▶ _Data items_
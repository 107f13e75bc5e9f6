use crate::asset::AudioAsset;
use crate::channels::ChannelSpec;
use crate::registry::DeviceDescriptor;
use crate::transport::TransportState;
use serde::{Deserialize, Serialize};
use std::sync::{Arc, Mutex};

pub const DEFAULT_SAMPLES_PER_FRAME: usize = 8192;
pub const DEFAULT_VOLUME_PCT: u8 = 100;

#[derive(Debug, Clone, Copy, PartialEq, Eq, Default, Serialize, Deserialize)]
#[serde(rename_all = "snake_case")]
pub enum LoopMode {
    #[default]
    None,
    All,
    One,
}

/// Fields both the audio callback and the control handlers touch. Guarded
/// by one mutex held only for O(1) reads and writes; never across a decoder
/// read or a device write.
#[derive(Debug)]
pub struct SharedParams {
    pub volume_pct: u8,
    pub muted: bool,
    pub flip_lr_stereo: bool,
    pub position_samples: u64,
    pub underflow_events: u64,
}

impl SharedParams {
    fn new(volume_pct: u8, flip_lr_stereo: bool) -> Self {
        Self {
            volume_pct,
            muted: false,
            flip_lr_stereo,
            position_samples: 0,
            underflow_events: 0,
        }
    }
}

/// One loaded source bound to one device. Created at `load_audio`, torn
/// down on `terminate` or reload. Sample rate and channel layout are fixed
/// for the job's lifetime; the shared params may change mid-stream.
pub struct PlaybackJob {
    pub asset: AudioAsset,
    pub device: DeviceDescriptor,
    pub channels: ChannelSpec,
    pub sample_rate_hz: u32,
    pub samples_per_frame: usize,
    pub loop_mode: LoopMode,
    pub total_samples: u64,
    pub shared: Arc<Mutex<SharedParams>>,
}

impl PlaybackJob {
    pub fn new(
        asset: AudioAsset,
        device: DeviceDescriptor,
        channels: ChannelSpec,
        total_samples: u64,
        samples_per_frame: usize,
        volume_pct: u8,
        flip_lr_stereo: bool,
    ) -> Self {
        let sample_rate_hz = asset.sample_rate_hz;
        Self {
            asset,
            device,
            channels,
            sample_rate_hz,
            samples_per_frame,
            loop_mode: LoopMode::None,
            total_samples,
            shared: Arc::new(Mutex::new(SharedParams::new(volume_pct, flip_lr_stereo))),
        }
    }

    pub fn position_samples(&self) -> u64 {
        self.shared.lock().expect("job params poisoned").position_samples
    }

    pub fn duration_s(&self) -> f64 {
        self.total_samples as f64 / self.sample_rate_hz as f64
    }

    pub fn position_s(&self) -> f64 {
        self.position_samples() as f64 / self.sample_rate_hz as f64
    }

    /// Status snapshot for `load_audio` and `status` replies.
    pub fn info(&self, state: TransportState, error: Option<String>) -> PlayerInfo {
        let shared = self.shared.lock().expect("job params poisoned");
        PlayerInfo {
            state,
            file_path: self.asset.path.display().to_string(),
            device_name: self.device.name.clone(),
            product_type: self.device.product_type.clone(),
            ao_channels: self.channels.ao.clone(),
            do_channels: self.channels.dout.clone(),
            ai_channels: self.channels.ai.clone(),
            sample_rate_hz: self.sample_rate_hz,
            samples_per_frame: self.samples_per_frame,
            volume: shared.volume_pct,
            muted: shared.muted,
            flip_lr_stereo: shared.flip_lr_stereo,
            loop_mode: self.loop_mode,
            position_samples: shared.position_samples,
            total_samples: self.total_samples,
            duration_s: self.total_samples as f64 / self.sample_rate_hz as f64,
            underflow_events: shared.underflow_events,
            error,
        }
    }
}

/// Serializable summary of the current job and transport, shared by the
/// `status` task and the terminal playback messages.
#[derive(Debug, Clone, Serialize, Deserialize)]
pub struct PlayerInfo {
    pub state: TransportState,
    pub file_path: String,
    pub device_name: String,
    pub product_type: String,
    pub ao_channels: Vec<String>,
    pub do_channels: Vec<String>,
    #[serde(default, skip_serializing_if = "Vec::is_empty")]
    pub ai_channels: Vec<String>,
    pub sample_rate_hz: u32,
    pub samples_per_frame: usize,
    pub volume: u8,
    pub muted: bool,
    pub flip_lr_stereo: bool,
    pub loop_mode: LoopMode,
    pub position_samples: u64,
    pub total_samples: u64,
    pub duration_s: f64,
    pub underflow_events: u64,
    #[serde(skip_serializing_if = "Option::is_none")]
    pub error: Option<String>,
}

▶ _Task brief_
Pull out every line holding "asset" from the records above, and copy it.

▶ _Answer box_
use crate::asset::AudioAsset;
    pub asset: AudioAsset,
        asset: AudioAsset,
        let sample_rate_hz = asset.sample_rate_hz;
            asset,
            file_path: self.asset.path.display().to_string(),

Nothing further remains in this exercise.